The issues arising from the expanding, unequal relationship between large tech companies
and users raise the need for an alternative model. We need an internet where the technology
is open, accountable, distributed, encrypted and privacy by design, the business model is
based on the commons. No data extraction and monetisation, no capital investments that force
exponential growth. The design is excellent, user friendly and accessible for everyone and the
governance structure is accountable with democratic control. You may want a system that lets
you share your data with another party safely (that is, encrypted); that allows you to decide
how long the other person can use that information and who they can share it with.
And that's precisely what DECODE is researching, designing and developing: a set of open
source software that allows you to encrypt, control and share your personal information.
DECODE is a European funded research project, to design an internet that respects the data
sovereignty of all European citizens. This experimental project is at work to develop practical
alternatives to how we use the internet today - four European pilots will show the wider social
value that comes with individuals being given the power to take control of their personal data
and given the means to share their data differently. Work is also ongoing to explore how to
build a data-centric digital economy where data that is generated and gathered by citizens, the
Internet of Things (IoT), and sensor networks is made available for broader communal use,
with appropriate privacy protections.
As a result, innovators, startups, NGOs, cooperatives, and local communities can take
advantage of that data to build apps and services that respond to their needs and those of the
wider community.
SMART PRIVACY & SECURITY BY DESIGN AS
A BASIS FOR EUROPE´S NEXT GENERATION
INTERNET COMPETITIVENESS
Leopold Helmut position statement
26 June 2018, Digital Assembly, Sofia
We are experiencing a comprehensive digitization and simultaneous networking in all areas of
our life. Thus, not only the infrastructure availability is an important driver for our societal
development, also the various functions implemented in the Internet ecosystem must be
critically re-evaluated.
The Internet, based on various functions, is changing societal structures and processes. Due
to the possibility that every Internet user (people and machines) can produce content and
communicate to all others, unprecedented opportunities for every single citizen on earth are
created. However, there are also new responsibilities and duties for content producers, service
operators, and end-users of the global Internet to be considered.

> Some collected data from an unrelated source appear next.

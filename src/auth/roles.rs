use serde::{Deserialize, Serialize};
use strum::{Display, EnumString};
use utoipa::ToSchema;

/// The three role-partitioned account types. Each maps to its own table and
/// its own login/registration path.
#[derive(
    Copy, Clone, Debug, PartialEq, Eq, Serialize, Deserialize, Display, EnumString, ToSchema,
)]
#[serde(rename_all = "SCREAMING_SNAKE_CASE")]
#[strum(serialize_all = "SCREAMING_SNAKE_CASE")]
pub enum UserType {
    Customer,
    Pharmacist,
    Admin,
}

/// Pharmacist seniority. Lead pharmacists may also manage the catalog.
#[derive(
    Copy, Clone, Debug, PartialEq, Eq, Serialize, Deserialize, Display, EnumString, ToSchema,
)]
#[serde(rename_all = "SCREAMING_SNAKE_CASE")]
#[strum(serialize_all = "SCREAMING_SNAKE_CASE")]
pub enum PharmacistRole {
    Pharmacist,
    LeadPharmacist,
}

/// Admin privilege tier. Only SUPER admins manage other admins.
#[derive(
    Copy, Clone, Debug, PartialEq, Eq, Serialize, Deserialize, Display, EnumString, ToSchema,
)]
#[serde(rename_all = "SCREAMING_SNAKE_CASE")]
#[strum(serialize_all = "SCREAMING_SNAKE_CASE")]
pub enum AdminLevel {
    Standard,
    Super,
}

As an antithesis to the different developments in the USA and China - driven by different
ideologies and culture of society - Europe has now the opportunity to realize its cultural
understanding in the digital age. We need a discussion on the values and functions we want
to build into our digital technical systems. This requires a clear understanding of our societal
values and diverse cultures. Essential drivers for this are freedom of expression, independent
decision-making options, and limited control and influence of the state on the individual citizen.
Our fundamental human rights, which are clearly protected in constitutions, must not be
undermined by new technological possibilities and potential oligopolies.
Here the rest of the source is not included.